Please look for the string "match" below and report every line in which it occurs.

Segment Start: Records supplied

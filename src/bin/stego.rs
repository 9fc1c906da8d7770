//! # Steganography CLI
//!
//! ```bash
//! stego embed --input face.jpg --output avatar.png --name Ada --voice-model alloy
//! stego embed --input face.png --output out.png --text "hello"
//! stego extract --input avatar.png --profile
//! stego capacity --input face.jpg
//! ```

use anyhow::{bail, Context, Result};
use clap::{Args, Parser, Subcommand};
use log::{info, warn};
use std::path::PathBuf;

use avatar_stego::avatar::AvatarProfile;
use avatar_stego::common::logging::init_logger;
use avatar_stego::processing::lsb::{self, CharPolicy};
use avatar_stego::processing::steganography;

#[derive(Parser, Debug)]
#[command(author, version, about, long_about = None)]
struct Cli {
    #[command(subcommand)]
    command: Command,
}

#[derive(Subcommand, Debug)]
enum Command {
    /// Hide text or an avatar profile in an image, writing a PNG
    Embed(EmbedArgs),
    /// Print the text hidden in an image
    Extract {
        #[arg(short, long)]
        input: PathBuf,
        /// Parse the hidden text as an avatar profile and pretty-print it
        #[arg(long)]
        profile: bool,
    },
    /// Show how much text an image can hold
    Capacity {
        #[arg(short, long)]
        input: PathBuf,
    },
}

#[derive(Args, Debug)]
struct EmbedArgs {
    #[arg(short, long)]
    input: PathBuf,

    /// Output path; must end in .png
    #[arg(short, long)]
    output: PathBuf,

    /// Raw text to embed instead of an avatar profile
    #[arg(long, conflicts_with_all = ["name", "personality", "background_knowledge", "voice_model"])]
    text: Option<String>,

    #[arg(long)]
    name: Option<String>,

    #[arg(long, default_value = "")]
    personality: String,

    #[arg(long, default_value = "")]
    background_knowledge: String,

    #[arg(long, default_value = "")]
    voice_model: String,

    /// Refuse characters above U+00FF instead of truncating them
    #[arg(long)]
    strict: bool,
}

fn main() -> Result<()> {
    init_logger();

    let cli = Cli::parse();

    match cli.command {
        Command::Embed(args) => embed(args),
        Command::Extract { input, profile } => extract(input, profile),
        Command::Capacity { input } => {
            let bytes = std::fs::read(&input)
                .with_context(|| format!("failed to read {}", input.display()))?;
            let bits = steganography::capacity_of(&bytes)?;
            let chars = bits.saturating_sub(lsb::MARKER_BITS) / lsb::BITS_PER_CHAR;
            println!("{} bits ({} characters)", bits, chars);
            Ok(())
        }
    }
}

fn embed(args: EmbedArgs) -> Result<()> {
    let text = match (args.text, args.name) {
        (Some(text), _) => text,
        (None, Some(name)) => AvatarProfile {
            name,
            personality: args.personality,
            background_knowledge: args.background_knowledge,
            voice_model: args.voice_model,
        }
        .to_payload()?,
        (None, None) => bail!("either --text or --name is required"),
    };

    let policy = if args.strict {
        CharPolicy::Reject
    } else {
        CharPolicy::Truncate
    };

    if !args.strict && text.chars().any(|c| u32::from(c) > 0xFF) {
        warn!("Characters above U+00FF will be truncated to their low byte");
    }

    steganography::embed_text(&args.input, &text, &args.output, policy)
        .with_context(|| format!("failed to embed into {}", args.input.display()))?;

    info!(
        "✅ Embedded {} characters into {}",
        text.encode_utf16().count(),
        args.output.display()
    );
    Ok(())
}

fn extract(input: PathBuf, as_profile: bool) -> Result<()> {
    let Some(text) = steganography::extract_text(&input)
        .with_context(|| format!("failed to read {}", input.display()))?
    else {
        bail!("no embedded data found in {}", input.display());
    };

    if as_profile {
        let profile = AvatarProfile::from_payload(&text)
            .map_err(|e| anyhow::anyhow!("{} ({})", e.user_message(), e))?;
        println!("{}", serde_json::to_string_pretty(&profile)?);
    } else {
        println!("{}", text);
    }
    Ok(())
}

Segment End: Records supplied

▶ [Task answer]
    match cli.command {
    let text = match (args.text, args.name) {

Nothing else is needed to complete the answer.